On the morning of September 18, 1999, employees of Penske Truck leasing in
Pottsville, Pennsylvania noticed that a truck was missing from the Penske lot. Suspecting
that the vehicle had been stolen, they contacted police who prepared an all
police broadcast that was received by the New Jersey State Police on September
20, 1999.
New Jersey State Troopers Beatrice and Warne traveled to a truck stop off
of Route 78 in Hunterdon County to search for the stolen vehicle. While
there, they observed a truck matching the description given on the police broadcast.
Through a computer check of the license, the troopers confirmed that it in
fact was the truck that had been stolen from the Penske lot in
Pottsville, Pennsylvania. Trooper Beatrice approached the truck and observed Hodde in a sleeping
bag in the rear compartment of the cab. The troopers unsuccessfully attempted to
awaken Hodde for five or ten minutes. Eventually, Trooper Beatrice observed the passenger-side
door open and Hodde exit the cab of the truck. After asking Hodde
to show his hands, the troopers handcuffed and arrested Hodde.
Hodde questioned why he was being arrested and was told that the vehicle
had been reported stolen in Pennsylvania. Hodde explained to the troopers that the
vehicle was just overdue as a result of a fight he had had
with his boss and that the stolen-vehicle report was just a big misunderstanding.
Although Hodde did not have any keys in his possession, the troopers found
a set of keys in the ignition. The troopers observed no evidence of
forced entry nor did they find any tools or objects indicating that Hodde
had broken into the vehicle. Hodde had a Pennsylvania commercial truck drivers license
but the troopers did not observe him driving the truck.
A Hunterdon County grand jury indicted Hodde on one count of third-degree theft
by receiving stolen property contrary to N.J.S.A. 2C:20-7a, and, because a motor vehicle
was involved, N.J.S.A. 2C:20-2b(2)(b). Hodde pleaded not guilty and the matter proceeded to
trial.
In addition to the testimony of Troopers Beatrice and Warne, the State presented
the manager of the truck-leasing facility, Edwin Beadle, as a witness. Beadle testified
that the truck in question, along with five others, was leased to the
Phillip VanHeusen Company (VanHeusen). VanHeusen hires its own drivers, who access the trucks
directly from the Penske lot. Beadle explained that in order to prevent the
driver from locking himself out of a truck, each driver keeps a key
on his person while another key remains in the ignition of each truck,
even when parked in the Penske lot. Generally familiar with VanHeusens drivers, Beadle
testified not only that he did not recognize Hodde as one of the
VanHeusen drivers but that he had never seen Hodde before. Beadle further testified
that the truck had been driven 1200 miles since it was last logged
in, that a small vent-window on the passenger-side door had been damaged, and
that he believed Hodde gained access to the truck through that broken window.

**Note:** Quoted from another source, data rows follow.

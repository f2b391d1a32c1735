//! Turning raw literal text into [`LiteralValue`]s.
//!
//! Numbers follow the usual literal rules: ints are base-aware (`0x`, `0o`,
//! `0b`) and must fit in an `i64`; floats must be finite.  A whitespace gap
//! between a sign and its digits (`- 5`) is accepted, as the matcher allows it.
//!
//! String escapes understood:
//!
//! | Escape | Meaning |
//! |--------|---------|
//! | `\n` `\r` `\t` `\b` `\f` `\v` | control characters |
//! | `\0`, `\NNN` | legacy octal, up to `\377` |
//! | `\xHH` | code point `HH` |
//! | `\uHHHH` | UTF-16 unit; surrogate pairs are combined |
//! | `\u{H…}` | code point, 1 to 6 hex digits |
//! | `\` + line terminator | line continuation, produces nothing |
//! | `\` + anything else | that character |

use std::num::IntErrorKind;

use super::error::DecodeError;
use super::literal::{match_literal, radix_for_prefix, RawMatch};
use super::value::{Kind, LiteralValue};

/// Decode a raw literal found by the extractor.
pub fn decode(raw: &RawMatch<'_>) -> Result<LiteralValue, DecodeError> {
    decode_raw(raw.kind, raw.raw())
}

/// Decode a standalone literal such as `42`, `'text'` or `null`.
///
/// Surrounding whitespace is ignored; anything else around the literal makes
/// it [`DecodeError::NotALiteral`].
pub fn parse_literal(src: &str) -> Result<LiteralValue, DecodeError> {
    let trimmed = src.trim();
    match match_literal(trimmed, 0) {
        Some(m) if m.end == trimmed.len() => decode_raw(m.kind, m.literal.slice(trimmed)),
        _ => Err(DecodeError::NotALiteral(src.to_owned())),
    }
}

pub(crate) fn decode_raw(kind: Kind, raw: &str) -> Result<LiteralValue, DecodeError> {
    match kind {
        Kind::Float => decode_float(raw),
        Kind::Int => decode_int(raw),
        Kind::Text => decode_string(raw).map(LiteralValue::Text),
        Kind::Bool => match raw {
            "true" => Ok(LiteralValue::Bool(true)),
            "false" => Ok(LiteralValue::Bool(false)),
            _ => Err(DecodeError::NotALiteral(raw.to_owned())),
        },
        Kind::Null if raw == "null" => Ok(LiteralValue::Null),
        Kind::Null => Err(DecodeError::NotALiteral(raw.to_owned())),
    }
}

// ── Numbers ───────────────────────────────────────────────────────────────────

fn without_whitespace(raw: &str) -> String {
    raw.chars().filter(|c| !c.is_ascii_whitespace()).collect()
}

fn decode_float(raw: &str) -> Result<LiteralValue, DecodeError> {
    let s = without_whitespace(raw);
    let x: f64 = s
        .parse()
        .map_err(|_| DecodeError::InvalidNumber(raw.to_owned()))?;
    if !x.is_finite() {
        return Err(DecodeError::FloatOutOfRange(raw.to_owned()));
    }
    Ok(LiteralValue::Float(x))
}

fn decode_int(raw: &str) -> Result<LiteralValue, DecodeError> {
    let s = without_whitespace(raw);
    let (negative, body) = match s.as_bytes().first() {
        Some(b'-') => (true, &s[1..]),
        Some(b'+') => (false, &s[1..]),
        _ => (false, s.as_str()),
    };
    let bytes = body.as_bytes();
    let (radix, digits) = match (bytes.first(), bytes.get(1).and_then(|&b| radix_for_prefix(b))) {
        (Some(b'0'), Some(radix)) => (radix, &body[2..]),
        _ => (10, body),
    };
    if digits.is_empty() || !digits.chars().all(|c| c.is_digit(radix)) {
        return Err(DecodeError::InvalidNumber(raw.to_owned()));
    }
    // Parse with the sign attached so i64::MIN is representable.
    let signed = if negative {
        format!("-{digits}")
    } else {
        digits.to_owned()
    };
    i64::from_str_radix(&signed, radix)
        .map(LiteralValue::Int)
        .map_err(|e| match e.kind() {
            IntErrorKind::PosOverflow | IntErrorKind::NegOverflow => {
                DecodeError::IntOverflow(raw.to_owned())
            }
            _ => DecodeError::InvalidNumber(raw.to_owned()),
        })
}

// ── Strings ───────────────────────────────────────────────────────────────────

fn decode_string(raw: &str) -> Result<String, DecodeError> {
    let quoted = raw.len() >= 2
        && matches!(raw.as_bytes()[0], b'"' | b'\'')
        && raw.as_bytes()[raw.len() - 1] == raw.as_bytes()[0];
    if !quoted {
        return Err(DecodeError::NotALiteral(raw.to_owned()));
    }
    unescape(&raw[1..raw.len() - 1], 1)
}

/// Resolve backslash escapes in `body`.  `base` is added to error offsets.
fn unescape(body: &str, base: usize) -> Result<String, DecodeError> {
    let src = body.as_bytes();
    let mut out = String::with_capacity(body.len());
    let mut i = 0;

    while i < src.len() {
        let Some(rel) = body[i..].find('\\') else {
            out.push_str(&body[i..]);
            break;
        };
        out.push_str(&body[i..i + rel]);
        let at = i + rel;
        let err = |reason: &'static str| DecodeError::InvalidEscape {
            offset: base + at,
            reason,
        };
        let Some(&e) = src.get(at + 1) else {
            return Err(err("trailing backslash"));
        };
        i = at + 2;

        match e {
            b'n' => out.push('\n'),
            b'r' => out.push('\r'),
            b't' => out.push('\t'),
            b'b' => out.push('\u{8}'),
            b'f' => out.push('\u{c}'),
            b'v' => out.push('\u{b}'),
            b'0'..=b'7' => {
                let mut value = u32::from(e - b'0');
                for _ in 0..2 {
                    let next = match src.get(i) {
                        Some(&d) if (b'0'..=b'7').contains(&d) => value * 8 + u32::from(d - b'0'),
                        _ => break,
                    };
                    if next > 0o377 {
                        break;
                    }
                    value = next;
                    i += 1;
                }
                out.push(char::from(value as u8));
            }
            b'x' => {
                let value = hex_at(src, i, 2).ok_or_else(|| err("\\x needs two hex digits"))?;
                out.push(char::from(value as u8));
                i += 2;
            }
            b'u' => {
                let (ch, next) = unicode_escape(src, i).map_err(err)?;
                out.push(ch);
                i = next;
            }
            b'\r' => {
                if src.get(i) == Some(&b'\n') {
                    i += 1;
                }
            }
            b'\n' => {}
            _ => {
                let ch = body[at + 1..].chars().next().unwrap_or('\\');
                if ch != '\u{2028}' && ch != '\u{2029}' {
                    out.push(ch);
                }
                i = at + 1 + ch.len_utf8();
            }
        }
    }
    Ok(out)
}

fn hex_value(digits: &[u8]) -> Option<u32> {
    digits
        .iter()
        .try_fold(0u32, |acc, &b| Some(acc * 16 + (b as char).to_digit(16)?))
}

/// Exactly `n` hex digits at `pos`.
fn hex_at(src: &[u8], pos: usize, n: usize) -> Option<u32> {
    hex_value(src.get(pos..pos + n)?)
}

/// Decode what follows `\u` at `pos`; returns the char and the next offset.
fn unicode_escape(src: &[u8], pos: usize) -> Result<(char, usize), &'static str> {
    if src.get(pos) == Some(&b'{') {
        let close = src[pos + 1..]
            .iter()
            .position(|&b| b == b'}')
            .ok_or("unterminated \\u{…} escape")?;
        let digits = &src[pos + 1..pos + 1 + close];
        if digits.is_empty() || digits.len() > 6 {
            return Err("\\u{…} needs 1 to 6 hex digits");
        }
        let value = hex_value(digits).ok_or("\\u{…} needs hex digits")?;
        let ch = char::from_u32(value).ok_or("not a Unicode scalar value")?;
        return Ok((ch, pos + close + 2));
    }

    let unit = hex_at(src, pos, 4).ok_or("\\u needs four hex digits")?;
    let next = pos + 4;
    match unit {
        0xD800..=0xDBFF => {
            if src.get(next..next + 2) == Some(&b"\\u"[..]) {
                if let Some(low @ 0xDC00..=0xDFFF) = hex_at(src, next + 2, 4) {
                    let value = 0x10000 + ((unit - 0xD800) << 10) + (low - 0xDC00);
                    let ch = char::from_u32(value).ok_or("not a Unicode scalar value")?;
                    return Ok((ch, next + 6));
                }
            }
            Err("unpaired surrogate")
        }
        0xDC00..=0xDFFF => Err("unpaired surrogate"),
        _ => char::from_u32(unit)
            .map(|ch| (ch, next))
            .ok_or("not a Unicode scalar value"),
    }
}

// ── Tests ─────────────────────────────────────────────────────────────────────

At the conclusion of the trial, the judge instructed the jurors that they
only had to find that Hodde believed the vehicle was stolen or probably
had been stolen. After receiving the charge, the jury convicted Hodde. Thereafter, the
trial court granted the States motion for an extended sentence, sentencing Hodde to
a seven-year prison term.
Hodde appealed to the Appellate Division, arguing for the first time that the
trial court erred in instructing the jury that the State did not have
to prove that the truck actually had been stolen. The Appellate Division affirmed
the conviction, finding no plain error in the courts jury charge on receiving
stolen property and no merit to Hoddes remaining claims of error.
The Supreme Court granted certification.
HELD: Whenever the State seeks a conviction for the crime of receiving stolen
property, it must prove that the property in question was actually stolen.
1. When the statutory language is clear and unambiguous, and susceptible of only
one interpretation, courts should apply that statute as written without looking to extrinsic
evidence. However, statutory provisions cannot be read in isolation, they must be construed
in concert with other legislative pronouncements on the same subject matter. (Pp. 5-7)
2. Although language in N.J.S.A. 2C:20-7a suggests that belief alone will suffice and
that the property need not actually be stolen, those are not the Legislatures
only words on this subject. The Code of Criminal Justice (Code) organizes all
provisions concerning theft and theft-related offenses into a single chapter and a common
set of definitions applies to all those offenses, which are graded collectively in
N.J.S.A. 2C:20-2. N.J.S.A. 2C:20-(2)(b) expressly requires that the property be stolen. (Pp. 7-8)
3. Viewing the grading provisions more broadly and in conjunction with N.J.S.A. 2C:20-7,
the Court concludes that whenever the State seeks a conviction for the crime
of receiving stolen property, it must prove that the property in question was
actually stolen. To hold otherwise would lead to illogical results. By repeatedly using
the phrase, the property stolen, in N.J.S.A. 2C:20-2b(2), the Legislature evinced an intent
that a person only could be found guilty of receiving stolen property if
the property was actually stolen. (Pp. 8-11)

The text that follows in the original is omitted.